Wäre mir neu. Eigentlich besiedelt / besudelt bestehende Strukturen und baut diese aus.
Ich meine Strukturen zu bauen geht nur in bestimmten Arealen.
Die besitzen meist schon einen Sieldungscharakter ähnlich der in Sanktuary, oder es schwirrt ein Mr.Handy durch die Gegend usw.

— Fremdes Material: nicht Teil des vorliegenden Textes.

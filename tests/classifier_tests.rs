//! Boundary tests for EV, grades and classifier bins.

use courtedge::domain::{
    AmericanOdds, BetClassification, EvRange, Factor, Grade, OddsRange, ProbRange, Side,
};
use courtedge::testkit::domain::odds;

#[test]
fn ev_formula_matches_reference_points() {
    let even = odds(-110).expected_value(0.5238);
    assert!(even.abs() < 0.5, "EV at -110/0.5238 was {even}");

    let dog = odds(150).expected_value(0.45);
    assert!((dog - 12.5).abs() < 1e-9);
}

#[test]
fn grade_cut_points() {
    let cases = [
        (5.0, Grade::A),
        (4.99, Grade::B),
        (3.0, Grade::B),
        (2.99, Grade::C),
        (1.0, Grade::C),
        (0.99, Grade::D),
        (-3.0, Grade::D),
        (-3.01, Grade::F),
    ];
    for (ev, grade) in cases {
        assert_eq!(Grade::from_ev(ev), grade, "grade({ev})");
    }
}

#[test]
fn grade_never_improves_as_ev_falls() {
    let mut previous = Grade::A;
    let mut ev = 30.0;
    while ev > -30.0 {
        let grade = Grade::from_ev(ev);
        assert!(grade >= previous, "grade({ev}) = {grade:?} after {previous:?}");
        previous = grade;
        ev -= 0.01;
    }
}

#[test]
fn odds_cut_points() {
    let cases = [
        (-110, OddsRange::Pickem),
        (-111, OddsRange::SlightFav),
        (-149, OddsRange::SlightFav),
        (-150, OddsRange::ModFav),
        (-199, OddsRange::ModFav),
        (-200, OddsRange::BigFav),
        (-299, OddsRange::BigFav),
        (-300, OddsRange::HeavyFav),
        (-1000, OddsRange::HeavyFav),
        (100, OddsRange::Pickem),
        (110, OddsRange::Pickem),
        (111, OddsRange::SlightDog),
        (199, OddsRange::SlightDog),
        (200, OddsRange::BigDog),
        (450, OddsRange::BigDog),
    ];
    for (value, range) in cases {
        assert_eq!(OddsRange::of(odds(value)), range, "oddsRange({value})");
    }
}

#[test]
fn probability_cut_points() {
    assert_eq!(ProbRange::of(0.70), ProbRange::High);
    assert_eq!(ProbRange::of(0.6999), ProbRange::Good);
    assert_eq!(ProbRange::of(0.60), ProbRange::Good);
    assert_eq!(ProbRange::of(0.5999), ProbRange::Mod);
    assert_eq!(ProbRange::of(0.55), ProbRange::Mod);
    assert_eq!(ProbRange::of(0.5499), ProbRange::Low);
    assert_eq!(ProbRange::of(0.0), ProbRange::Low);
}

#[test]
fn ev_cut_points() {
    assert_eq!(EvRange::of(20.0), EvRange::VeryHigh);
    assert_eq!(EvRange::of(19.99), EvRange::High);
    assert_eq!(EvRange::of(15.0), EvRange::High);
    assert_eq!(EvRange::of(10.0), EvRange::Good);
    assert_eq!(EvRange::of(5.0), EvRange::Mod);
    assert_eq!(EvRange::of(0.0), EvRange::Low);
    assert_eq!(EvRange::of(-0.01), EvRange::Neg);
}

#[test]
fn every_valid_price_lands_in_exactly_one_bin() {
    for value in (-2000..=2000).filter(|v: &i32| v.abs() >= 100) {
        let price = AmericanOdds::try_new(value).unwrap();
        let range = OddsRange::of(price);
        assert_eq!(
            OddsRange::ALL.iter().filter(|r| **r == range).count(),
            1,
            "{value}"
        );
    }
}

#[test]
fn classification_exposes_a_bin_per_factor() {
    let c = BetClassification::from_parts(Grade::B, odds(-130), 0.588, 4.03, Side::Away);
    assert_eq!(c.bin(Factor::Grade), "B");
    assert_eq!(c.bin(Factor::Odds), "SLIGHT_FAV");
    assert_eq!(c.bin(Factor::Probability), "MOD");
    assert_eq!(c.bin(Factor::Ev), "LOW");
    assert_eq!(c.bin(Factor::Side), "AWAY");
    for factor in Factor::ALL {
        assert!(factor.bins().contains(&c.bin(factor)), "{factor}");
    }
}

Aber so ohne alles irgendwohin, glaub nicht.


----------



## swg1900 (12. November 2015)

-Shorty- schrieb:


> Ja, brauchste ein G.E.E.K.  (Vorsicht-Insiderwitz)
> 
> Nein geht natürlich nicht. Ödland ist Ödland weil Ödland.
> Kann man Siedlungen selber platzieren?
> ...



Man kann ja überall bauen wo eine Werkbank ist bzw. in deren Umkreis dann. Und da ist halt eine und deswegen wollte ich mich da ansiedeln. Ist auch relativ in der Nähe noch von Sanctuary & der Red Rocket Station. 
Schade. Dann schau ich mal, ob ich da nicht irgendetwas rumbauen kann, sodass ich bzw meine Siedle nicht daran kommen. Dann sollte das ja eigentlich klappen.


----------



## Thaurial (12. November 2015)

RavionHD schrieb:


> Kann mir keiner helfen?
> Ich zitiere mich mal nochmal:



Ist dein Schutz-Wert denn Rot oder Grün?



GeneralGonzo schrieb:


> Du musst den Schutzanlagen Leute zuweisen, sprich von den Siedlern wen zuweisen. Vielleicht liegts daran!



Wie geht das zuweisen genau? Manche Dinge erledigen die Siedler ja von allein, z.b das Ernten?!?


----------



## GeneralGonzo (12. November 2015)

Thaurial schrieb:


> Wie geht das zuweisen genau? Manche Dinge erledigen die Siedler ja von allein, z.b das Ernten?!?



 Um einen Wachposten mit einem Siedler zu besetzen, musst du dich im Bau-Modus befinden,  einen Siedler ansprechen und ihn zuweisen.

Kompliziert, gell


----------



## Silvana_ (12. November 2015)

-Shorty- schrieb:


> Ah ok, gibt also viele Städte mit mehreren Vaults in der Stadt? Dann war es natürlich kein Spoiler...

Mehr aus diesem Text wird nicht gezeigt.